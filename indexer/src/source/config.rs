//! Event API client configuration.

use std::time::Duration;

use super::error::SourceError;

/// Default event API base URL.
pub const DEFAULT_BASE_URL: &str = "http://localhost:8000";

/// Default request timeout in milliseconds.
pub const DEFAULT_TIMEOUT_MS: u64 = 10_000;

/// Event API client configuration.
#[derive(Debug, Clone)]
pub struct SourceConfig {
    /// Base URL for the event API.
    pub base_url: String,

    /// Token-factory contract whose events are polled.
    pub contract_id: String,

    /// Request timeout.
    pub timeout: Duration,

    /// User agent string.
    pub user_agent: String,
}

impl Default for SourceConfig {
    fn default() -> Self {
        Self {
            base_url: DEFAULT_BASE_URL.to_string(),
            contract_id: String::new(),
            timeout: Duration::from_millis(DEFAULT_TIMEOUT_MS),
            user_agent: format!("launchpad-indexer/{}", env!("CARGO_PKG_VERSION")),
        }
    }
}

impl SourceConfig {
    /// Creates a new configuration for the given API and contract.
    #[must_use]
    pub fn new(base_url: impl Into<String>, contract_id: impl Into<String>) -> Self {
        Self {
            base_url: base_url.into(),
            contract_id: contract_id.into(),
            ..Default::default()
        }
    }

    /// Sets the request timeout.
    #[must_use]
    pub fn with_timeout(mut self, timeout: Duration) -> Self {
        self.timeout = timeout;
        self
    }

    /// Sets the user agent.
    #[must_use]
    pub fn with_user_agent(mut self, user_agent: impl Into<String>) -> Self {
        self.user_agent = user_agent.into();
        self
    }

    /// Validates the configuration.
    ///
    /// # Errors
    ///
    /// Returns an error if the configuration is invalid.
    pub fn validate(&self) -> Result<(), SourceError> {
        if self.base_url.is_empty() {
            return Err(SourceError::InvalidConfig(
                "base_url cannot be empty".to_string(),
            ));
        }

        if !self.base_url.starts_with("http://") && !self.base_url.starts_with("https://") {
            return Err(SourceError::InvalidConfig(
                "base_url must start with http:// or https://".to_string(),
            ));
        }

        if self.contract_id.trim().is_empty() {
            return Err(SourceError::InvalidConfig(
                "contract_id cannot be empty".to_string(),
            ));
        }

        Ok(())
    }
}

Exercise details: Stop at the line containing "pub fn new(base_url: impl". Please print exactly every line before it from the start of the records, plus that line itself, and nothing else.

Output below:
filename indexer/src/source/config.rs
//! Event API client configuration.

use std::time::Duration;

use super::error::SourceError;

/// Default event API base URL.
pub const DEFAULT_BASE_URL: &str = "http://localhost:8000";

/// Default request timeout in milliseconds.
pub const DEFAULT_TIMEOUT_MS: u64 = 10_000;

/// Event API client configuration.
#[derive(Debug, Clone)]
pub struct SourceConfig {
    /// Base URL for the event API.
    pub base_url: String,

    /// Token-factory contract whose events are polled.
    pub contract_id: String,

    /// Request timeout.
    pub timeout: Duration,

    /// User agent string.
    pub user_agent: String,
}

impl Default for SourceConfig {
    fn default() -> Self {
        Self {
            base_url: DEFAULT_BASE_URL.to_string(),
            contract_id: String::new(),
            timeout: Duration::from_millis(DEFAULT_TIMEOUT_MS),
            user_agent: format!("launchpad-indexer/{}", env!("CARGO_PKG_VERSION")),
        }
    }
}

impl SourceConfig {
    /// Creates a new configuration for the given API and contract.
    #[must_use]
    pub fn new(base_url: impl Into<String>, contract_id: impl Into<String>) -> Self {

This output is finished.